2. Yoksulluk nafakası

Madde 175 - “Boşanma yüzünden yoksulluğa düşecek taraf, kusuru daha ağır olmamak koşuluyla geçimi için diğer taraftan mali gücü oranında süresiz olarak nafaka isteyebilir.
Nafaka yükümlüsünün kusuru aranmaz.”
TMK 175.md.hükmü gereği yoksulluk nafakası talebinin kabulü için 1- talep edilmesi, 2-talep edenin boşanma yüzenden yoksulluğa düşeceğinin belirlenmesi,3- talep eden şahsın kusurunun daha ağır olmaması gerekmektedir.

Bu Konudaki Yargıtay Kararlarında;
3.HD 2004/7524 E., 2004/7594 K.sayılı 05.07.2004 tarihli kararında “
Boşanmada eşit kusurlu eş de diğer şartlar varsa yoksulluk nafakası isteyebilir.”denilmektedir.
3.HD 2004/1930 E., 2004/2575 K.sayılı 23.03.2004 tarihli kararında ;” Boşanma yüzünden yoksulluğa düşecek taraf, kusuru daha ağır olmamak koşuluyla geçimi için diğer taraftan mali gücü oranında süresiz olarak nafaka isteyebilir. Yoksulluğun ortadan kalması halinde bağlanmış olan nafaka mahkeme kararıyla kaldırılabilir.”denilmektedir.

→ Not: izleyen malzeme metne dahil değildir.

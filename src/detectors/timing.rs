//! Artificial-timing detector.
//!
//! Inter-click intervals from a human carry tens of milliseconds of jitter
//! even when clicking as steadily as possible. Scripted clicks land either
//! metronomically (high regularity) or with variance below the human floor.

use super::{Detection, Detector, Trigger, ARTIFICIAL_TIMING};
use crate::config::TimingConfig;
use crate::error::DetectionError;
use crate::history::SampleHistory;
use crate::stats;
use serde_json::json;

/// Bonus when the variance floor trips in addition to the regularity bar.
const LOW_VARIANCE_BONUS: f64 = 0.2;

/// Artificial-timing detector.
pub struct ArtificialTimingDetector {
    config: TimingConfig,
}

impl ArtificialTimingDetector {
    pub fn new(config: TimingConfig) -> Self {
        Self { config }
    }
}

impl Detector for ArtificialTimingDetector {
    fn name(&self) -> &'static str {
        "artificial_timing"
    }

    fn indicator(&self) -> &'static str {
        ARTIFICIAL_TIMING
    }

    fn trigger(&self) -> Trigger {
        Trigger::Click
    }

    fn threshold(&self) -> f64 {
        self.config.confidence_threshold
    }

    fn evaluate(&self, history: &SampleHistory) -> Result<Option<Detection>, DetectionError> {
        let timings = history.click_timings();
        if timings.len() < self.config.min_samples {
            return Ok(None);
        }

        let intervals = stats::intervals(&timings);
        let Some(regularity) = stats::regularity(&intervals) else {
            return Ok(None);
        };
        let variance = stats::variance(&intervals).unwrap_or(0.0);
        let mean_interval = stats::mean(&intervals).unwrap_or(0.0);

        let too_regular = regularity > self.config.regularity_threshold;
        let below_human_floor = variance < self.config.human_variance_min;
        if !too_regular && !below_human_floor {
            return Ok(None);
        }

        let mut confidence = regularity;
        if below_human_floor {
            confidence += LOW_VARIANCE_BONUS;
        }
        let confidence = confidence.clamp(0.0, 1.0);

        if confidence < self.config.confidence_threshold {
            return Ok(None);
        }

        let detail = json!({
            "regularity": regularity,
            "variance_ms2": variance,
            "mean_interval_ms": mean_interval,
            "sample_count": timings.len(),
        });

        Ok(Some(Detection::new(ARTIFICIAL_TIMING, confidence).with_detail(detail)))
    }
}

3. Tazminat ve nafakanın ödenme biçimi

Madde 176 - Maddi tazminat ve yoksulluk nafakasının toptan veya durumun gereklerine göre irat biçiminde ödenmesine karar verilebilir.
Manevi tazminatın irat biçiminde ödenmesine karar verilemez.
İrat biçiminde ödenmesine karar verilen maddi tazminat veya nafaka, alacaklı tarafın yeniden evlenmesi ya da taraflardan birinin ölümü halinde kendiliğinden kalkar; alacaklı tarafın evlenme olmaksızın fiilen evliymiş gibi yaşaması, yoksulluğunun ortadan kalkması ya da haysiyetsiz hayat sürmesi halinde mahkeme kararıyla kaldırılır.
Tarafların mali durumlarının değişmesi veya hakkaniyetin gerektirdiği hallerde iradın artırılması veya azaltılmasına karar verilebilir.
Hakim, istem halinde, irat biçiminde ödenmesine karar verilen maddi tazminat veya nafakanın gelecek yıllarda tarafların sosyal ve ekonomik durumlarına göre ne miktarda ödeneceğini karara bağlayabilir.

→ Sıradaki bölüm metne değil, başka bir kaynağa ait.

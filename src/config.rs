//! Configuration types for the interaction-analysis agent.

use serde::{Deserialize, Serialize};

/// Main configuration for the interaction-analysis agent.
#[derive(Debug, Clone, Serialize, Deserialize)]
#[serde(default)]
pub struct InteractionAnalysisConfig {
    /// Collection session settings
    pub session: SessionConfig,

    /// Per-detector enable flags
    pub detection: DetectionToggles,

    /// Central-click detector thresholds
    pub central_click: CentralClickConfig,

    /// No-movement-before-click detector thresholds
    pub no_movement: NoMovementConfig,

    /// Non-human scroll detector thresholds
    pub scroll: ScrollConfig,

    /// Artificial-timing detector thresholds
    pub timing: TimingConfig,

    /// Missing-trail detector thresholds
    pub missing_trail: MissingTrailConfig,

    /// Indicator store settings
    pub indicator: IndicatorConfig,

    /// Clickability cache settings
    pub cache: CacheConfig,

    /// Stamp indicator detail payloads with the producing detector and
    /// its emit threshold
    pub debug_detail: bool,
}

impl Default for InteractionAnalysisConfig {
    fn default() -> Self {
        Self {
            session: SessionConfig::default(),
            detection: DetectionToggles::default(),
            central_click: CentralClickConfig::default(),
            no_movement: NoMovementConfig::default(),
            scroll: ScrollConfig::default(),
            timing: TimingConfig::default(),
            missing_trail: MissingTrailConfig::default(),
            indicator: IndicatorConfig::default(),
            cache: CacheConfig::default(),
            debug_detail: false,
        }
    }
}

/// Collection session settings.
#[derive(Debug, Clone, Serialize, Deserialize)]
#[serde(default)]
pub struct SessionConfig {
    /// Default capture window when the host does not pass one, in ms
    pub default_duration_ms: u64,

    /// Granularity of the duration-bounded wait, in ms
    pub poll_interval_ms: u64,

    /// Element id (or selector fragment) of the control that starts
    /// tracking; the first click on it is exempt from analysis
    pub start_control_id: Option<String>,
}

impl Default for SessionConfig {
    fn default() -> Self {
        Self {
            default_duration_ms: 10_000,
            poll_interval_ms: 100,
            start_control_id: Some("start-tracking".to_string()),
        }
    }
}

/// Per-detector enable flags.
#[derive(Debug, Clone, Serialize, Deserialize)]
#[serde(default)]
pub struct DetectionToggles {
    pub central_click: bool,
    pub no_movement: bool,
    pub scroll: bool,
    pub timing: bool,
    pub missing_trail: bool,
}

impl Default for DetectionToggles {
    fn default() -> Self {
        Self {
            central_click: true,
            no_movement: true,
            scroll: true,
            timing: true,
            missing_trail: true,
        }
    }
}

/// Central-click detector thresholds.
#[derive(Debug, Clone, Serialize, Deserialize)]
#[serde(default)]
pub struct CentralClickConfig {
    /// Max distance from element center to count as central, in px
    pub center_threshold_px: f64,

    /// Central clicks needed for full confidence
    pub min_samples: u32,

    /// Minimum confidence to emit the indicator
    pub confidence_threshold: f64,

    /// How many recent clicks the pattern is computed over
    pub pattern_window: usize,

    /// Additional id/class patterns treated as clickable
    pub extra_clickable_patterns: Vec<String>,
}

impl Default for CentralClickConfig {
    fn default() -> Self {
        Self {
            center_threshold_px: 2.0,
            min_samples: 3,
            confidence_threshold: 0.8,
            pattern_window: 10,
            extra_clickable_patterns: vec![],
        }
    }
}

/// No-movement-before-click detector thresholds.
#[derive(Debug, Clone, Serialize, Deserialize)]
#[serde(default)]
pub struct NoMovementConfig {
    /// Lookback window before each click, in ms
    pub time_threshold_ms: u64,

    /// Max cumulative path length still considered "minimal", in px
    pub minimal_path_px: f64,
}

impl Default for NoMovementConfig {
    fn default() -> Self {
        Self {
            time_threshold_ms: 1000,
            minimal_path_px: 5.0,
        }
    }
}

/// Non-human scroll detector thresholds.
#[derive(Debug, Clone, Serialize, Deserialize)]
#[serde(default)]
pub struct ScrollConfig {
    /// Inter-event timing regularity above which scrolling is flagged
    pub timing_regularity_threshold: f64,

    /// Velocity regularity above which scrolling is flagged.
    /// Far lower than the timing threshold: human scroll velocity is
    /// inherently more uniform than human timing, so any above-baseline
    /// uniformity is already suspicious. The two are separately tunable.
    pub velocity_variance_threshold: f64,

    /// Minimum confidence to emit the indicator
    pub confidence_threshold: f64,

    /// Samples required before the detector runs
    pub min_samples: usize,

    /// How many recent samples the analysis is computed over
    pub window: usize,
}

impl Default for ScrollConfig {
    fn default() -> Self {
        Self {
            timing_regularity_threshold: 0.9,
            velocity_variance_threshold: 0.1,
            confidence_threshold: 0.75,
            min_samples: 10,
            window: 20,
        }
    }
}

/// Artificial-timing detector thresholds.
#[derive(Debug, Clone, Serialize, Deserialize)]
#[serde(default)]
pub struct TimingConfig {
    /// Inter-click regularity above which timing is flagged
    pub regularity_threshold: f64,

    /// Variance floor below which timing is flagged, in ms^2.
    /// Genuine human timing carries natural jitter above this.
    pub human_variance_min: f64,

    /// Minimum confidence to emit the indicator
    pub confidence_threshold: f64,

    /// Click timestamps required before the detector runs
    pub min_samples: usize,
}

impl Default for TimingConfig {
    fn default() -> Self {
        Self {
            regularity_threshold: 0.85,
            human_variance_min: 50.0,
            confidence_threshold: 0.8,
            min_samples: 5,
        }
    }
}

/// Missing-trail detector thresholds.
#[derive(Debug, Clone, Serialize, Deserialize)]
#[serde(default)]
pub struct MissingTrailConfig {
    /// Suppression window after tracking starts, in ms
    pub warmup_ms: u64,

    /// Clicks that must be observed before the detector runs
    pub min_clicks: u64,

    /// Minimum composed confidence to emit the indicator
    pub confidence_threshold: f64,

    /// Pointer samples expected in the 3s window during normal use
    pub expected_min_activity: usize,
}

impl Default for MissingTrailConfig {
    fn default() -> Self {
        Self {
            warmup_ms: 2000,
            min_clicks: 2,
            confidence_threshold: 0.7,
            expected_min_activity: 3,
        }
    }
}

/// Indicator store settings.
#[derive(Debug, Clone, Serialize, Deserialize)]
#[serde(default)]
pub struct IndicatorConfig {
    /// Detail samples retained per indicator, most recent first
    pub max_details: usize,
}

impl Default for IndicatorConfig {
    fn default() -> Self {
        Self { max_details: 10 }
    }
}

/// Clickability cache settings.
#[derive(Debug, Clone, Serialize, Deserialize)]
#[serde(default)]
pub struct CacheConfig {
    /// Selector -> clickability cache size
    pub clickability_cache_size: u64,

    /// Selector -> clickability cache TTL in seconds
    pub clickability_cache_ttl_seconds: u64,
}

impl Default for CacheConfig {
    fn default() -> Self {
        Self {
            clickability_cache_size: 1_000,
            clickability_cache_ttl_seconds: 300,
        }
    }
}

Bu Konudaki Yargıtay Kararlarında;
3.HD 2004/10356 E., K: 2004/10392 K.sayılı 05.10.2004 tarihli kararında “Tarafların mali durumlarının değişmesi veya hakkaniyetin gerektirdiği hallerde iradın arttırılması veya azaltılmasına karar verilebilir” denmektedir.

4. Yetki

Madde 177 - Boşanmadan sonra açılacak nafaka davalarında, nafaka alacaklısının yerleşim yeri mahkemesi yetkilidir.

5. Zamanaşımı

Madde 178 - Evliliğin boşanma sebebiyle sona ermesinden doğan dava hakları, boşanma hükmünün kesinleşmesinin üzerinden bir yıl geçmekle zamanaşımına uğrar.